Wednesday, June 22, 2011

New cigarette labels warn of health effects

This morning FDA announced the nine cigarette health warnings required to appear on every pack of cigarettes sold in the United States and in every cigarette advertisement. This bold measure is aimed at making sure that every American understands the dangers of smoking.

According to the FDA website, the final set of cigarette health warnings contains nine different text warnings and accompanying color graphics. These graphics encourage the following messages:

  • Cigarettes are addictive
  • Tobacco smoke can harm your children
  • Cigarettes cause fatal lung disease
  • Cigarettes cause cancer
  • Cigarettes cause strokes and heart disease
  • Smoking during pregnancy can harm your baby
  • Smoking can kill you
  • Tobacco smoke causes fatal lung disease in non smokers
  • Quitting smoking now greatly reduces serious risks to your health

It is the goal of the FDA to increase awareness of the specific health risks associated with smoking, such as death, addiction, lung disease, cancer, stroke and heart disease; encourage smokers to quit; and empower youth to say no to tobacco. The introduction of these warnings is expected to have a significant public health impact by decreasing the number of smokers, resulting in lives saved, increased life expectancy, and lower medical costs.
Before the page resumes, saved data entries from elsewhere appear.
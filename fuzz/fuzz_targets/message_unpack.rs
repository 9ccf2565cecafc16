//! Negative-space fuzzer for dynamic message unpacking.
//!
//! Arbitrary bytes against a fixed schema must either unpack or fail with a
//! structured error. The header fields (uid, len) come straight from the
//! fuzzer, so this exercises every validation branch in the trust chain.

#![no_main]

use std::sync::OnceLock;

use libfuzzer_sys::fuzz_target;
use satchel_dynamic::{unpack_message, StructValue};
use satchel_schema::DescriptorBuilder;

const SCHEMA: &str = concat!(
    "Flags:\n  type: Bitfield\n  fields:\n    - a: 3\n    - b: 13\n",
    "Mode:\n  type: Enum\n  values:\n    - Idle:\n    - Active:\n",
    "Sample:\n  type: Message\n  fields:\n",
    "    - counter: uint32\n",
    "    - mode: Mode\n",
    "    - flags: Flags\n",
    "    - readings: [[int16, 3], 2]\n",
);

fn types() -> &'static DescriptorBuilder {
    static TYPES: OnceLock<DescriptorBuilder> = OnceLock::new();
    TYPES.get_or_init(|| DescriptorBuilder::from_str(SCHEMA).expect("fuzz schema parses"))
}

fuzz_target!(|data: &[u8]| {
    let types = types();

    let _ = unpack_message(data, types);

    // Direct tree unpacking with arbitrary (often truncated) buffers.
    if let Some(sample) = types.get("Sample") {
        let mut tree = StructValue::new(sample);
        let _ = tree.unpack(data);
    }
});
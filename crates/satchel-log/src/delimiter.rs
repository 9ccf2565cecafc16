//! The schema/body delimiter and its streaming matcher.

use std::io::Read;

/// Sentinel byte sequence separating the YAML schema header from the binary
/// record stream.
///
/// The NUL bytes cannot occur in YAML text (YAML is a textual format over
/// printable UTF-8), so the sentinel needs no escaping and cannot appear
/// early by accident. Writers emit it verbatim after the schema; readers
/// treat it as opaque and resume just past its last byte.
pub const LOG_DELIMITER: &[u8] = b"\x00SsLogDelim\x00";

/// Scan `source` from its current position for [`LOG_DELIMITER`].
///
/// Returns the offset of the byte immediately after the delimiter, or `None`
/// if the stream ends first. The match state survives buffer refills, so a
/// delimiter straddling a read boundary is still found.
///
/// # Errors
///
/// Propagates I/O errors from `source`.
pub fn find_delimiter<R: Read>(source: &mut R) -> std::io::Result<Option<u64>> {
    let mut buf = [0u8; 4096];
    let mut offset: u64 = 0;
    let mut matched = 0usize;

    loop {
        let n = source.read(&mut buf)?;
        if n == 0 {
            return Ok(None);
        }

        for &byte in &buf[..n] {
            if byte != LOG_DELIMITER[matched] {
                matched = 0;
            }
            // The delimiter's interior bytes never equal its first byte, so
            // restarting the match at the current byte is exact.
            if byte == LOG_DELIMITER[matched] {
                matched += 1;
                if matched == LOG_DELIMITER.len() {
                    return Ok(Some(offset + 1));
                }
            }
            offset += 1;
        }
    }
}
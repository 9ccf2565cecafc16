//! Error types for schema parsing and graph construction.
//!
//! All variants are structural: a schema error means the input document (or
//! the code that generated it) is wrong, so none of these are recoverable by
//! retrying. They carry enough context to point at the offending
//! declaration.

use thiserror::Error;

/// Errors raised while parsing a schema into a descriptor graph.
#[derive(Error, Debug, Clone, PartialEq, Eq)]
pub enum SchemaError {
    /// The document is not valid YAML, or its root is not a mapping.
    #[error("failed to parse schema YAML: {0}")]
    Parse(String),

    /// A field referenced a type name with no prior declaration.
    #[error("unknown type \"{name}\" referenced by \"{referrer}\"")]
    UnknownType {
        /// The unresolved type name
        name: String,
        /// The declaration that referenced it
        referrer: String,
    },

    /// A top-level `type:` tag was not one of Struct/Message/Enum/Bitfield.
    #[error("unknown type tag \"{tag}\" on \"{name}\"")]
    UnknownTypeTag {
        /// The declaration carrying the tag
        name: String,
        /// The unrecognised tag
        tag: String,
    },

    /// Two top-level declarations (or a declaration and a built-in) share a
    /// name.
    #[error("duplicate type name \"{name}\"")]
    DuplicateType {
        /// The repeated name
        name: String,
    },

    /// Two fields of one struct, bitfield, or enum share a name.
    #[error("duplicate field \"{field}\" in \"{parent}\"")]
    DuplicateField {
        /// The declaration containing the repeat
        parent: String,
        /// The repeated field name
        field: String,
    },

    /// A field description was neither a scalar type name nor a
    /// `[type, size]` sequence.
    #[error("unrecognized description for field \"{field}\" in \"{parent}\"")]
    MalformedField {
        /// The declaration containing the field
        parent: String,
        /// The malformed field name
        field: String,
    },

    /// An array specifier was not a 2-element `[type, size]` sequence with a
    /// non-negative integer size.
    #[error("malformed array specifier in \"{referrer}\"")]
    MalformedArray {
        /// The declaration containing the array
        referrer: String,
    },

    /// A bitfield's fields do not fit its widest container word (64 bits).
    #[error("bitfield \"{name}\" needs {bits} bits, more than the 64 available")]
    BitfieldOverflow {
        /// The bitfield declaration
        name: String,
        /// Total bits requested
        bits: u32,
    },

    /// An enum declared more values than the widest signed integer can
    /// index.
    #[error("enum \"{name}\" has too many values")]
    EnumOverflow {
        /// The enum declaration
        name: String,
    },

    /// Reading a schema file from disk failed.
    #[error("i/o error reading schema: {0}")]
    Io(String),
}

/// Convenient Result alias for schema operations.
pub type Result<T> = std::result::Result<T, SchemaError>;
  • Today’s FDA announcement of graphic warning labels for cigarette packs sold in the U.S. is a new opportunity for us to encourage smokers to receive frank and honest information about quitting each and every time they purchase cigarettes.
  • Each warning will be accompanied by 1-800-QUIT-NOW, increasing the likelihood that smokers who want to quit will be successful.
  • The FDA’s new warning labels are a proven way to educate smokers and others, including youth, about the dangers of tobacco use and encourage smokers to quit. The new warnings are a huge improvement over the current U.S. cigarette warning labels, which are barely noticeable and have not been changed in decades.
  • The new warnings are a powerful complement to our efforts to reduce smoking, not a substitute. We need to continue all of our current efforts in conjunction with this new opportunity that will go into effect in 2012.
  • As the warning labels encourage smokers to try to quit, we need to make sure that all smokers have access to proven methods that help them succeed in quitting, including counseling and medications. The Indiana Tobacco Quitline is a resource that all adult Hoosiers can use to help them quit. They can simply call 1-800-Quit-Now to speak with a trained coach to be on the road to becoming tobacco free for life.
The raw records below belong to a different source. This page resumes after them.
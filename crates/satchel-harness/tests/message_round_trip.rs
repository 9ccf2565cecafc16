//! Round-trip properties: pack a random valid message, unpack it, compare.

use proptest::prelude::*;

use satchel_dynamic::{unpack_message, StructValue};
use satchel_harness::{message_strategy, pack_to_vec, reference_schema};
use satchel_schema::{DescriptorBuilder, TypeRef};

fn message(name: &str) -> TypeRef {
    let types =
        DescriptorBuilder::from_str(&reference_schema()).expect("reference schema should parse");
    types.get(name).unwrap().clone()
}

fn assert_round_trip(msg: &StructValue) {
    let types =
        DescriptorBuilder::from_str(&reference_schema()).expect("reference schema should parse");

    let bytes = pack_to_vec(msg);
    assert_eq!(bytes.len(), msg.descriptor().packed_size());

    // Field-for-field: the dynamic unpacker reproduces the tree.
    let unpacked = unpack_message(&bytes, &types).expect("packed message should unpack");
    assert_eq!(&unpacked, msg);

    // Byte-for-byte: re-packing the unpacked tree reproduces the wire.
    assert_eq!(pack_to_vec(&unpacked), bytes);
}

proptest! {
    #![proptest_config(ProptestConfig::with_cases(64))]

    #[test]
    fn primitive_test_round_trips(msg in message_strategy(&message("PrimitiveTest"))) {
        assert_round_trip(&msg);
    }

    #[test]
    fn array_test_round_trips(msg in message_strategy(&message("ArrayTest"))) {
        assert_round_trip(&msg);
    }

    #[test]
    fn bitfield_messages_round_trip(
        two in message_strategy(&message("Bitfield2BytesTest")),
        four in message_strategy(&message("Bitfield4BytesTest")),
    ) {
        assert_round_trip(&two);
        assert_round_trip(&four);
    }

    #[test]
    fn enum_messages_round_trip(
        one in message_strategy(&message("Enum1BytesTest")),
        two in message_strategy(&message("Enum2BytesTest")),
    ) {
        assert_round_trip(&one);
        assert_round_trip(&two);
    }
}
  • The FDA selected nine images from the originally proposed 36 after reviewing the relevant scientific literature, analyzing the results from an 18,000 person study and considering more than 1,700 comments from a variety of groups, including the tobacco industry, retailers, health professionals, public health and other advocacy groups, academics, state and local public health agencies, medical organizations and individual consumers.
  • When implemented in September 2012, all cigarettes manufactured for sale or distribution in the United States will need to include the new graphic health warnings on their packages. The introduction of these warnings is expected to have a significant public health impact by decreasing the number of smokers, resulting in lives saved, increased life expectancy, and improved health status.
  • These new cigarette warnings, which were proposed in November 2010, were required under the Family Smoking Prevention and Tobacco Control Act. This national legislation that was signed into law in 2009 and provided the FDA with the authority to regulate tobacco products.
  • The U.S. will join 43 other countries that already require graphic pictures or images on cigarette packs designed to discourage smoking.
  • Tobacco use remains the number one preventable cause of death in the U.S. and in Indiana, killing more than 27 Hoosiers every day and causing over $2 billion each year in health care costs.